ENTRIES SUPPLIED Block Start

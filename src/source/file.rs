use std::{
    fs::{self, File},
    io::{BufReader, Read},
    path::PathBuf,
    sync::{
        atomic::{AtomicUsize, Ordering},
        Arc,
    },
    time::{Duration, SystemTime},
};

use parking_lot::Mutex;

use crate::{config::ForceFlags, Error, Result};

use super::{datetime_to_system_time, reaper, RawEntry, ZipSource};

/// A random-access source over an on-disk zip file.
///
/// Descriptor lifetime depends on the reaper mode selected by
/// [`super::super::Options::no_reaper`] (or the process-wide
/// [`ForceFlags::force_no_reaper`] override): in reaper mode (the default) the
/// descriptor stays open only while acquired, plus a grace period after the
/// last release, after which a background sweeper closes it; in synchronous
/// mode it's closed at every release.
pub struct FileSource {
    inner: Arc<FileSourceState>,
}

pub(super) struct FileSourceState {
    path: PathBuf,
    handle: Mutex<Option<File>>,
    refcount: AtomicUsize,
    idle_since: Mutex<Option<SystemTime>>,
    indexed_mtime: Mutex<Option<SystemTime>>,
    reaper_enabled: bool,
    grace: Duration,
}

impl FileSource {
    /// Create a new source over `path`. The file is not opened until the
    /// first [`ZipSource::acquire`] call.
    pub fn new(path: PathBuf, no_reaper: bool, grace: Duration) -> Self {
        let reaper_enabled = !no_reaper && !ForceFlags::current().force_no_reaper;
        let indexed_mtime = fs::metadata(&path).ok().and_then(|m| m.modified().ok());
        let inner = Arc::new(FileSourceState {
            path,
            handle: Mutex::new(None),
            refcount: AtomicUsize::new(0),
            idle_since: Mutex::new(None),
            indexed_mtime: Mutex::new(indexed_mtime),
            reaper_enabled,
            grace,
        });
        if reaper_enabled {
            reaper::register(Arc::downgrade(&inner));
        }
        Self { inner }
    }
}

impl FileSourceState {
    fn open(&self) -> Result<()> {
        let mut handle = self.handle.lock();
        if handle.is_none() {
            *handle = Some(File::open(&self.path)?);
        }
        Ok(())
    }

    /// Called by the reaper: close the descriptor if it's been idle past the
    /// grace period and nobody currently holds a reference.
    pub(super) fn sweep_if_idle(&self, now: SystemTime) {
        if self.refcount.load(Ordering::Acquire) != 0 {
            return;
        }
        let mut idle_since = self.idle_since.lock();
        let Some(since) = *idle_since else { return };
        let elapsed = now.duration_since(since).unwrap_or_default();
        if elapsed >= self.grace {
            *self.handle.lock() = None;
            *idle_since = None;
        }
    }
}

impl ZipSource for FileSource {
    fn acquire(&self) -> Result<()> {
        self.inner.refcount.fetch_add(1, Ordering::AcqRel);
        *self.inner.idle_since.lock() = None;
        self.inner.open()
    }

    fn release(&self) {
        let previous = self.inner.refcount.fetch_sub(1, Ordering::AcqRel);
        debug_assert!(previous > 0, "released a FileSource with no outstanding acquire");
        if previous == 1 {
            if self.inner.reaper_enabled {
                *self.inner.idle_since.lock() = Some(SystemTime::now());
            } else {
                *self.inner.handle.lock() = None;
            }
        }
    }

    fn enumerate(&self) -> Result<Vec<RawEntry>> {
        self.acquire()?;
        let result = (|| {
            let handle = self.inner.handle.lock();
            let file = handle.as_ref().expect("acquired FileSource must have a handle");
            let mut archive = zip::ZipArchive::new(BufReader::new(file.try_clone()?))
                .map_err(|source| Error::ArchiveFormat { name: self.name().to_owned(), source })?;
            let mut entries = Vec::with_capacity(archive.len());
            for i in 0..archive.len() {
                let entry = archive
                    .by_index(i)
                    .map_err(|source| Error::ArchiveFormat { name: self.name().to_owned(), source })?;
                entries.push(RawEntry {
                    name: entry.name().to_owned(),
                    size: entry.size(),
                    modified: Some(datetime_to_system_time(entry.last_modified())),
                    is_directory: entry.is_dir(),
                });
            }
            Ok(entries)
        })();
        self.release();
        result
    }

    fn open_entry(&self, entry: &RawEntry) -> Result<Box<dyn Read + Send>> {
        self.acquire()?;
        let result = (|| {
            let handle = self.inner.handle.lock();
            let file = handle.as_ref().expect("acquired FileSource must have a handle");
            let mut archive = zip::ZipArchive::new(BufReader::new(file.try_clone()?))
                .map_err(|source| Error::ArchiveFormat { name: self.name().to_owned(), source })?;
            let mut zip_file = archive
                .by_name(&entry.name)
                .map_err(|source| Error::ArchiveFormat { name: self.name().to_owned(), source })?;
            let mut buf = Vec::with_capacity(entry.size as usize);
            zip_file.read_to_end(&mut buf)?;
            Ok(buf)
        })();
        self.release();
        result.map(|buf| Box::new(std::io::Cursor::new(buf)) as Box<dyn Read + Send>)
    }

    fn root_as_stream(&self) -> Result<Box<dyn Read + Send>> {
        self.acquire()?;
        let result = (|| {
            let handle = self.inner.handle.lock();
            let file = handle.as_ref().expect("acquired FileSource must have a handle");
            let mut buf = Vec::new();
            file.try_clone()?.read_to_end(&mut buf)?;
            Ok(buf)
        })();
        self.release();
        result.map(|buf| Box::new(std::io::Cursor::new(buf)) as Box<dyn Read + Send>)
    }

    fn size(&self) -> Option<u64> {
        fs::metadata(&self.inner.path).ok().map(|m| m.len())
    }

    fn last_modified(&self) -> SystemTime {
        fs::metadata(&self.inner.path)
            .ok()
            .and_then(|m| m.modified().ok())
            .unwrap_or(SystemTime::UNIX_EPOCH)
    }

    fn name(&self) -> &str {
        self.inner
            .path
            .file_name()
            .and_then(|n| n.to_str())
            .unwrap_or("")
    }

    fn exists(&self) -> bool {
        self.inner.path.exists()
    }

    fn delete(&self, grace: Duration) -> bool {
        std::thread::sleep(grace);
        *self.inner.handle.lock() = None;
        fs::remove_file(&self.inner.path).is_ok()
    }

    fn has_been_modified(&self) -> bool {
        let current = fs::metadata(&self.inner.path).ok().and_then(|m| m.modified().ok());
        let mut indexed = self.inner.indexed_mtime.lock();
        let modified = *indexed != current;
        if modified {
            *indexed = current;
        }
        modified
    }
}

ENTRIES SUPPLIED Block End

• **WHAT TO WORK ON**
Give back the data exactly, with no line dropped.

• **COMPLETED TASK**
filename src/source/file.rs
use std::{
    fs::{self, File},
    io::{BufReader, Read},
    path::PathBuf,
    sync::{
        atomic::{AtomicUsize, Ordering},
        Arc,
    },
    time::{Duration, SystemTime},
};

use parking_lot::Mutex;

use crate::{config::ForceFlags, Error, Result};

use super::{datetime_to_system_time, reaper, RawEntry, ZipSource};

/// A random-access source over an on-disk zip file.
///
/// Descriptor lifetime depends on the reaper mode selected by
/// [`super::super::Options::no_reaper`] (or the process-wide
/// [`ForceFlags::force_no_reaper`] override): in reaper mode (the default) the
/// descriptor stays open only while acquired, plus a grace period after the
/// last release, after which a background sweeper closes it; in synchronous
/// mode it's closed at every release.
pub struct FileSource {
    inner: Arc<FileSourceState>,
}

pub(super) struct FileSourceState {
    path: PathBuf,
    handle: Mutex<Option<File>>,
    refcount: AtomicUsize,
    idle_since: Mutex<Option<SystemTime>>,
    indexed_mtime: Mutex<Option<SystemTime>>,
    reaper_enabled: bool,
    grace: Duration,
}

impl FileSource {
    /// Create a new source over `path`. The file is not opened until the
    /// first [`ZipSource::acquire`] call.
    pub fn new(path: PathBuf, no_reaper: bool, grace: Duration) -> Self {
        let reaper_enabled = !no_reaper && !ForceFlags::current().force_no_reaper;
        let indexed_mtime = fs::metadata(&path).ok().and_then(|m| m.modified().ok());
        let inner = Arc::new(FileSourceState {
            path,
            handle: Mutex::new(None),
            refcount: AtomicUsize::new(0),
            idle_since: Mutex::new(None),
            indexed_mtime: Mutex::new(indexed_mtime),
            reaper_enabled,
            grace,
        });
        if reaper_enabled {
            reaper::register(Arc::downgrade(&inner));
        }
        Self { inner }
    }
}

impl FileSourceState {
    fn open(&self) -> Result<()> {
        let mut handle = self.handle.lock();
        if handle.is_none() {
            *handle = Some(File::open(&self.path)?);
        }
        Ok(())
    }

    /// Called by the reaper: close the descriptor if it's been idle past the
    /// grace period and nobody currently holds a reference.
    pub(super) fn sweep_if_idle(&self, now: SystemTime) {
        if self.refcount.load(Ordering::Acquire) != 0 {
            return;
        }
        let mut idle_since = self.idle_since.lock();
        let Some(since) = *idle_since else { return };
        let elapsed = now.duration_since(since).unwrap_or_default();
        if elapsed >= self.grace {
            *self.handle.lock() = None;
            *idle_since = None;
        }
    }
}

impl ZipSource for FileSource {
    fn acquire(&self) -> Result<()> {
        self.inner.refcount.fetch_add(1, Ordering::AcqRel);
        *self.inner.idle_since.lock() = None;
        self.inner.open()
    }

    fn release(&self) {
        let previous = self.inner.refcount.fetch_sub(1, Ordering::AcqRel);
        debug_assert!(previous > 0, "released a FileSource with no outstanding acquire");
        if previous == 1 {
            if self.inner.reaper_enabled {
                *self.inner.idle_since.lock() = Some(SystemTime::now());
            } else {
                *self.inner.handle.lock() = None;
            }
        }
    }

    fn enumerate(&self) -> Result<Vec<RawEntry>> {
        self.acquire()?;
        let result = (|| {
            let handle = self.inner.handle.lock();
            let file = handle.as_ref().expect("acquired FileSource must have a handle");
            let mut archive = zip::ZipArchive::new(BufReader::new(file.try_clone()?))
                .map_err(|source| Error::ArchiveFormat { name: self.name().to_owned(), source })?;
            let mut entries = Vec::with_capacity(archive.len());
            for i in 0..archive.len() {
                let entry = archive
                    .by_index(i)
                    .map_err(|source| Error::ArchiveFormat { name: self.name().to_owned(), source })?;
                entries.push(RawEntry {
                    name: entry.name().to_owned(),
                    size: entry.size(),
                    modified: Some(datetime_to_system_time(entry.last_modified())),
                    is_directory: entry.is_dir(),
                });
            }
            Ok(entries)
        })();
        self.release();
        result
    }

    fn open_entry(&self, entry: &RawEntry) -> Result<Box<dyn Read + Send>> {
        self.acquire()?;
        let result = (|| {
            let handle = self.inner.handle.lock();
            let file = handle.as_ref().expect("acquired FileSource must have a handle");
            let mut archive = zip::ZipArchive::new(BufReader::new(file.try_clone()?))
                .map_err(|source| Error::ArchiveFormat { name: self.name().to_owned(), source })?;
            let mut zip_file = archive
                .by_name(&entry.name)
                .map_err(|source| Error::ArchiveFormat { name: self.name().to_owned(), source })?;
            let mut buf = Vec::with_capacity(entry.size as usize);
            zip_file.read_to_end(&mut buf)?;
            Ok(buf)
        })();
        self.release();
        result.map(|buf| Box::new(std::io::Cursor::new(buf)) as Box<dyn Read + Send>)
    }

    fn root_as_stream(&self) -> Result<Box<dyn Read + Send>> {
        self.acquire()?;
        let result = (|| {
            let handle = self.inner.handle.lock();
            let file = handle.as_ref().expect("acquired FileSource must have a handle");
            let mut buf = Vec::new();
            file.try_clone()?.read_to_end(&mut buf)?;
            Ok(buf)
        })();
        self.release();
        result.map(|buf| Box::new(std::io::Cursor::new(buf)) as Box<dyn Read + Send>)
    }

    fn size(&self) -> Option<u64> {
        fs::metadata(&self.inner.path).ok().map(|m| m.len())
    }

    fn last_modified(&self) -> SystemTime {
        fs::metadata(&self.inner.path)
            .ok()
            .and_then(|m| m.modified().ok())
            .unwrap_or(SystemTime::UNIX_EPOCH)
    }

    fn name(&self) -> &str {
        self.inner
            .path
            .file_name()
            .and_then(|n| n.to_str())
            .unwrap_or("")
    }

    fn exists(&self) -> bool {
        self.inner.path.exists()
    }

    fn delete(&self, grace: Duration) -> bool {
        std::thread::sleep(grace);
        *self.inner.handle.lock() = None;
        fs::remove_file(&self.inner.path).is_ok()
    }

    fn has_been_modified(&self) -> bool {
        let current = fs::metadata(&self.inner.path).ok().and_then(|m| m.modified().ok());
        let mut indexed = self.inner.indexed_mtime.lock();
        let modified = *indexed != current;
        if modified {
            *indexed = current;
        }
        modified
    }
}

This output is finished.